First of all, a £25,000 limit was swept away after being fiercely criticised. Then the right hon. Gentleman said that £3,500 was an appropriate limit and that he could not change it. Subsequently, it was raised. He has just said again that he considers the £4,000 limit to be appropriate and that the increase proposed in the Amendment would be too large and too soon. As he pointed out, a 25 per cent, increase in 12 months.

10.30 p.m.

It is important to realise exactly what these figures are, particularly the figures which are in the latter part of the hon. Gentleman's Amendments. They are really, in a sense, floors and not ceilings, in the sense that the 15 per cent, limit on the amount which can be spent on directors' remuneration is quite unrealistically low in the case of small companies. The figures are, therefore, put as levels below which the 15 per cent. does not apply. It is a sort of cut-off figure which is to be the limit of remuneration to be paid for directors of those companies.

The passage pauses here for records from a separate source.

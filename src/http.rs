//! Injected HTTP transport for every provider call.
//!
//! The broker never owns connection pooling or timeouts. Callers hand it a
//! [`ProviderHttpClient`] and the broker asks for one short-lived [`AsyncHttpClient`] handle per
//! request, each tied to a [`ResponseMetadataSlot`] so transport failures can still be reported
//! with whatever status or retry hint the response carried.

// std
use std::ops::Deref;
// crates.io
use oauth2::{AsyncHttpClient, HttpClientError, HttpRequest, HttpResponse};
#[cfg(feature = "reqwest")] use reqwest::header::{HeaderMap, RETRY_AFTER};
#[cfg(feature = "reqwest")] use time::format_description::well_known::Rfc2822;
// self
use crate::_prelude::*;

/// HTTP transport capable of executing device-flow, session-token, and completion requests.
///
/// Implementations must be `Send + Sync + 'static` so one transport can back many broker clones,
/// and the handles they return must own whatever state their request futures need so those
/// futures stay `Send`.
pub trait ProviderHttpClient
where
	Self: 'static + Send + Sync,
{
	/// Concrete error emitted by the underlying transport.
	type TransportError: 'static + Send + Sync + StdError;

	/// [`AsyncHttpClient`] handle tied to a [`ResponseMetadataSlot`].
	type Handle: for<'c> AsyncHttpClient<
			'c,
			Error = HttpClientError<Self::TransportError>,
			Future: 'c + Send,
		>
		+ 'static
		+ Send
		+ Sync;

	/// Builds a handle that records response metadata in `slot`.
	///
	/// Implementations call [`ResponseMetadataSlot::take`] before dispatching and
	/// [`ResponseMetadataSlot::store`] once a status line is known.
	fn with_metadata(&self, slot: ResponseMetadataSlot) -> Self::Handle;
}

/// Metadata captured from the most recent HTTP response.
#[derive(Clone, Debug, Default)]
pub struct ResponseMetadata {
	/// HTTP status code, if a response arrived.
	pub status: Option<u16>,
	/// Retry-After hint expressed as a relative duration.
	pub retry_after: Option<Duration>,
}

/// Thread-safe slot shared between a transport handle and the broker's error mapping.
#[derive(Clone, Debug, Default)]
pub struct ResponseMetadataSlot(Arc<Mutex<Option<ResponseMetadata>>>);
impl ResponseMetadataSlot {
	/// Stores new metadata for the current request.
	pub fn store(&self, meta: ResponseMetadata) {
		*self.0.lock() = Some(meta);
	}

	/// Returns the captured metadata, if any, consuming it from the slot.
	pub fn take(&self) -> Option<ResponseMetadata> {
		self.0.lock().take()
	}
}

/// Thin wrapper around [`ReqwestClient`], the default transport.
///
/// Provider endpoints answer directly, so a custom client should disable redirect following and
/// carry whatever request timeout the host wants for individual calls.
#[cfg(feature = "reqwest")]
#[derive(Clone, Default)]
pub struct ReqwestHttpClient(pub ReqwestClient);
#[cfg(feature = "reqwest")]
impl ReqwestHttpClient {
	/// Wraps an existing reqwest [`ReqwestClient`].
	pub fn with_client(client: ReqwestClient) -> Self {
		Self(client)
	}
}
#[cfg(feature = "reqwest")]
impl AsRef<ReqwestClient> for ReqwestHttpClient {
	fn as_ref(&self) -> &ReqwestClient {
		&self.0
	}
}
#[cfg(feature = "reqwest")]
impl Deref for ReqwestHttpClient {
	type Target = ReqwestClient;

	fn deref(&self) -> &Self::Target {
		&self.0
	}
}
#[cfg(feature = "reqwest")]
impl ProviderHttpClient for ReqwestHttpClient {
	type Handle = ReqwestHandle;
	type TransportError = ReqwestError;

	fn with_metadata(&self, slot: ResponseMetadataSlot) -> Self::Handle {
		ReqwestHandle(Arc::new((self.0.clone(), slot)))
	}
}

/// Handle returned by [`ReqwestHttpClient`]; records status and Retry-After per request.
#[cfg(feature = "reqwest")]
#[derive(Clone)]
pub struct ReqwestHandle(Arc<(ReqwestClient, ResponseMetadataSlot)>);
#[cfg(feature = "reqwest")]
impl<'c> AsyncHttpClient<'c> for ReqwestHandle {
	type Error = HttpClientError<ReqwestError>;
	type Future =
		Pin<Box<dyn Future<Output = Result<HttpResponse, Self::Error>> + 'c + Send + Sync>>;

	fn call(&'c self, request: HttpRequest) -> Self::Future {
		let inner = Arc::clone(&self.0);

		Box::pin(async move {
			let (client, slot) = &*inner;

			slot.take();

			let response =
				client.execute(request.try_into().map_err(Box::new)?).await.map_err(Box::new)?;
			let status = response.status();
			let headers = response.headers().to_owned();

			slot.store(ResponseMetadata {
				status: Some(status.as_u16()),
				retry_after: parse_retry_after(&headers),
			});

			let mut converted =
				HttpResponse::new(response.bytes().await.map_err(Box::new)?.to_vec());

			*converted.status_mut() = status;
			*converted.headers_mut() = headers;

			Ok(converted)
		})
	}
}

#[cfg(feature = "reqwest")]
fn parse_retry_after(headers: &HeaderMap) -> Option<Duration> {
	let raw = headers.get(RETRY_AFTER)?.to_str().ok()?.trim();

	if let Ok(secs) = raw.parse::<u64>() {
		return Some(Duration::seconds(i64::try_from(secs).ok()?));
	}

	let delta = OffsetDateTime::parse(raw, &Rfc2822).ok()? - OffsetDateTime::now_utc();

	delta.is_positive().then_some(delta)
}

#[cfg(all(test, feature = "reqwest"))]
mod tests {
	// crates.io
	use reqwest::header::HeaderValue;
	// self
	use super::*;

	#[test]
	fn retry_after_accepts_delta_seconds() {
		let mut headers = HeaderMap::new();

		headers.insert(RETRY_AFTER, HeaderValue::from_static(" 12 "));

		assert_eq!(parse_retry_after(&headers), Some(Duration::seconds(12)));
	}

	#[test]
	fn retry_after_ignores_past_dates_and_garbage() {
		let mut headers = HeaderMap::new();

		headers.insert(RETRY_AFTER, HeaderValue::from_static("Wed, 21 Oct 2015 07:28:00 GMT"));

		assert_eq!(parse_retry_after(&headers), None);

		headers.insert(RETRY_AFTER, HeaderValue::from_static("soon"));

		assert_eq!(parse_retry_after(&headers), None);
		assert_eq!(parse_retry_after(&HeaderMap::new()), None);
	}

	#[test]
	fn metadata_slot_take_clears_value() {
		let slot = ResponseMetadataSlot::default();

		slot.store(ResponseMetadata { status: Some(200), retry_after: None });

		assert_eq!(slot.take().and_then(|meta| meta.status), Some(200));
		assert!(slot.take().is_none());
	}
}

I agree completely with what the hon. Member for Heywood and Royton (Mr. Barnett) said, when he said one is dealing with a number of small family trading companies. I very much welcome his support for the case which has often been made from these benches about the value of these companies to the economy of the country. I am reminded of the celebrated remark which no Member of this Committee should ever forget, when it was pointed out during our debates last year that the close company legislation would mean the end of the small family company. The then Economic Secretary, now the Minister of State, Department of Economic Affairs, said, "And good riddance", or words to that effect—"about time, too".

This was the attitude of a number of hon. and right hon. Members opposite. They regard the small companies as thorns in the flesh, as sand in the machine, not amenable to Government pressure, not prepared to fall in with national plans and the rest of it. Some—not all—hon. and right hon. Members opposite would gladly see them out of the way.

One of the measures which can be brought to squeeze the small private company is to make it uneconomic for men of managerial and technical talent to serve it without incurring swingeing tax penalties. That is the case for raising these limits. The limits in the Bill and in the Act of last year are unrealistically low, bearing in mind the salaries which are daily being offered in the advertisements in the quality Press, particularly in the Sunday Press, for managers and technical men of all sorts. To suggest that they should be limited to these low figures or be subject to substantial tax penalties is a real disservice to this sector of our economy. It is the case for the increase in their remuneration.

So far as part-time directors are concerned there is a difficulty which the Chief Secretary ought to look at. If there is a part-time director who is a part-time director of a number of companies and cannot be expected to devote his attention all his time to any one of them the remuneration which is paid by all those companies, as I understand it, is disallowed to the extent it exceeds £4,000. If there are several part-time directors none of that remuneration paid to them can be allowed. This is a situation which ought to be looked at, and I hope the Chief Secretary will be prepared to look at it again.

As to full-time service directors, there are two points. In the first place, is the 5 per cent, limit the right figure? Ought this not to be increased to 7½ per cent. or even 10 per cent, so that the issue to such persons of shares or a stake in the companies—a reasonable stake, not merely nominal—does not bring them into the category of full-time service directors to whom these limits apply?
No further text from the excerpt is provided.